__Records to process__.
####################
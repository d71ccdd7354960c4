// slnenv-rs: Solution Environment loader
//
// SPDX-FileCopyrightText: 2026 Romeo Ahmed
// SPDX-License-Identifier: GPL-3.0-or-later

//! Line-oriented diagnostic output.
//!
//! ```text
//!           OutputSink (trait)
//!            write_line(&str)
//!        |         |           |
//!        v         v           v
//!  ConsoleSink  TracingSink  MemorySink
//!  stdout or    info! event  Vec<String>
//!  stderr                    (tests)
//! ```
//!
//! Everything a reload reports (applied variables, failures, the final
//! "loaded" or "error" line) goes through a sink. There is no other
//! user-visible error surface.


use std::io::Write as _;
use tracing::info;

/// Receives report lines, one call per line, without trailing newline.
pub trait OutputSink {
    fn write_line(&mut self, line: &str);
}

impl<S: OutputSink + ?Sized> OutputSink for &mut S {
    fn write_line(&mut self, line: &str) {
        (**self).write_line(line);
    }
}

impl<S: OutputSink + ?Sized> OutputSink for Box<S> {
    fn write_line(&mut self, line: &str) {
        (**self).write_line(line);
    }
}

/// Which standard stream a [`ConsoleSink`] writes to.
#[derive(Debug, Clone, Copy, PartialEq, Eq, Default)]
pub enum Stream {
    #[default]
    Stdout,
    Stderr,
}

/// Writes each line to stdout or stderr.
#[derive(Debug, Clone, Copy, Default)]
pub struct ConsoleSink {
    stream: Stream,
}

impl ConsoleSink {
    #[must_use]
    pub const fn stdout() -> Self {
        Self {
            stream: Stream::Stdout,
        }
    }

    #[must_use]
    pub const fn stderr() -> Self {
        Self {
            stream: Stream::Stderr,
        }
    }

    #[must_use]
    pub const fn stream(&self) -> Stream {
        self.stream
    }
}

impl OutputSink for ConsoleSink {
    fn write_line(&mut self, line: &str) {
        // A closed pipe must not abort a pass halfway through.
        let _ = match self.stream {
            Stream::Stdout => writeln!(std::io::stdout().lock(), "{line}"),
            Stream::Stderr => writeln!(std::io::stderr().lock(), "{line}"),
        };
    }
}

/// Forwards each line as an `info` event with target `slnenv_rs::output`.
#[derive(Debug, Clone, Copy, Default)]
pub struct TracingSink;

impl OutputSink for TracingSink {
    fn write_line(&mut self, line: &str) {
        info!(target: "slnenv_rs::output", "{line}");
    }
}

/// Collects lines in memory.
#[derive(Debug, Clone, Default)]
pub struct MemorySink {
    lines: Vec<String>,
}

impl MemorySink {
    #[must_use]
    pub fn new() -> Self {
        Self::default()
    }

    #[must_use]
    pub fn lines(&self) -> &[String] {
        &self.lines
    }

    /// Returns and forgets everything collected so far.
    pub fn take(&mut self) -> Vec<String> {
        std::mem::take(&mut self.lines)
    }
}

impl OutputSink for MemorySink {
    fn write_line(&mut self, line: &str) {
        self.lines.push(line.to_owned());
    }
}
// slnenv-rs: Solution Environment loader
//
// SPDX-FileCopyrightText: 2026 Romeo Ahmed
// SPDX-License-Identifier: GPL-3.0-or-later

//! Pre-order depth-first traversal over any tree.
//!
//! ```text
//!   A     D      depth_first([A, D], children)
//!  / \    |        --> A, B, C, D, E
//! B   C   E
//! ```
//!
//! Siblings are visited in the order the `children` callback returns them.
//! The traversal uses an explicit stack, so deep trees cannot overflow.

/// Iterator returned by [`depth_first`].
pub struct DepthFirst<T, F> {
    stack: Vec<T>,
    children: F,
}

/// Walks `roots` and their descendants in pre-order.
pub fn depth_first<T, I, F, C>(roots: I, children: F) -> DepthFirst<T, F>
where
    I: IntoIterator<Item = T>,
    F: FnMut(&T) -> C,
    C: IntoIterator<Item = T>,
{
    let mut stack: Vec<T> = roots.into_iter().collect();
    stack.reverse();
    DepthFirst { stack, children }
}

impl<T, F, C> Iterator for DepthFirst<T, F>
where
    F: FnMut(&T) -> C,
    C: IntoIterator<Item = T>,
{
    type Item = T;

    fn next(&mut self) -> Option<T> {
        let node = self.stack.pop()?;
        let start = self.stack.len();
        self.stack.extend((self.children)(&node));
        self.stack[start..].reverse();
        Some(node)
    }
}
####################
__Problem statement__.
Every entry is to be printed exactly as given.

__Reply__.
repository d71ccdd7354960c4
// slnenv-rs: Solution Environment loader
//
// SPDX-FileCopyrightText: 2026 Romeo Ahmed
// SPDX-License-Identifier: GPL-3.0-or-later

//! Line-oriented diagnostic output.
//!
//! ```text
//!           OutputSink (trait)
//!            write_line(&str)
//!        |         |           |
//!        v         v           v
//!  ConsoleSink  TracingSink  MemorySink
//!  stdout or    info! event  Vec<String>
//!  stderr                    (tests)
//! ```
//!
//! Everything a reload reports (applied variables, failures, the final
//! "loaded" or "error" line) goes through a sink. There is no other
//! user-visible error surface.


use std::io::Write as _;
use tracing::info;

/// Receives report lines, one call per line, without trailing newline.
pub trait OutputSink {
    fn write_line(&mut self, line: &str);
}

impl<S: OutputSink + ?Sized> OutputSink for &mut S {
    fn write_line(&mut self, line: &str) {
        (**self).write_line(line);
    }
}

impl<S: OutputSink + ?Sized> OutputSink for Box<S> {
    fn write_line(&mut self, line: &str) {
        (**self).write_line(line);
    }
}

/// Which standard stream a [`ConsoleSink`] writes to.
#[derive(Debug, Clone, Copy, PartialEq, Eq, Default)]
pub enum Stream {
    #[default]
    Stdout,
    Stderr,
}

/// Writes each line to stdout or stderr.
#[derive(Debug, Clone, Copy, Default)]
pub struct ConsoleSink {
    stream: Stream,
}

impl ConsoleSink {
    #[must_use]
    pub const fn stdout() -> Self {
        Self {
            stream: Stream::Stdout,
        }
    }

    #[must_use]
    pub const fn stderr() -> Self {
        Self {
            stream: Stream::Stderr,
        }
    }

    #[must_use]
    pub const fn stream(&self) -> Stream {
        self.stream
    }
}

impl OutputSink for ConsoleSink {
    fn write_line(&mut self, line: &str) {
        // A closed pipe must not abort a pass halfway through.
        let _ = match self.stream {
            Stream::Stdout => writeln!(std::io::stdout().lock(), "{line}"),
            Stream::Stderr => writeln!(std::io::stderr().lock(), "{line}"),
        };
    }
}

/// Forwards each line as an `info` event with target `slnenv_rs::output`.
#[derive(Debug, Clone, Copy, Default)]
pub struct TracingSink;

impl OutputSink for TracingSink {
    fn write_line(&mut self, line: &str) {
        info!(target: "slnenv_rs::output", "{line}");
    }
}

/// Collects lines in memory.
#[derive(Debug, Clone, Default)]
pub struct MemorySink {
    lines: Vec<String>,
}

impl MemorySink {
    #[must_use]
    pub fn new() -> Self {
        Self::default()
    }

    #[must_use]
    pub fn lines(&self) -> &[String] {
        &self.lines
    }

    /// Returns and forgets everything collected so far.
    pub fn take(&mut self) -> Vec<String> {
        std::mem::take(&mut self.lines)
    }
}

impl OutputSink for MemorySink {
    fn write_line(&mut self, line: &str) {
        self.lines.push(line.to_owned());
    }
}
// slnenv-rs: Solution Environment loader
//
// SPDX-FileCopyrightText: 2026 Romeo Ahmed
// SPDX-License-Identifier: GPL-3.0-or-later

//! Pre-order depth-first traversal over any tree.
//!
//! ```text
//!   A     D      depth_first([A, D], children)
//!  / \    |        --> A, B, C, D, E
//! B   C   E
//! ```
//!
//! Siblings are visited in the order the `children` callback returns them.
//! The traversal uses an explicit stack, so deep trees cannot overflow.

/// Iterator returned by [`depth_first`].
pub struct DepthFirst<T, F> {
    stack: Vec<T>,
    children: F,
}

/// Walks `roots` and their descendants in pre-order.
pub fn depth_first<T, I, F, C>(roots: I, children: F) -> DepthFirst<T, F>
where
    I: IntoIterator<Item = T>,
    F: FnMut(&T) -> C,
    C: IntoIterator<Item = T>,
{
    let mut stack: Vec<T> = roots.into_iter().collect();
    stack.reverse();
    DepthFirst { stack, children }
}

impl<T, F, C> Iterator for DepthFirst<T, F>
where
    F: FnMut(&T) -> C,
    C: IntoIterator<Item = T>,
{
    type Item = T;

    fn next(&mut self) -> Option<T> {
        let node = self.stack.pop()?;
        let start = self.stack.len();
        self.stack.extend((self.children)(&node));
        self.stack[start..].reverse();
        Some(node)
    }
}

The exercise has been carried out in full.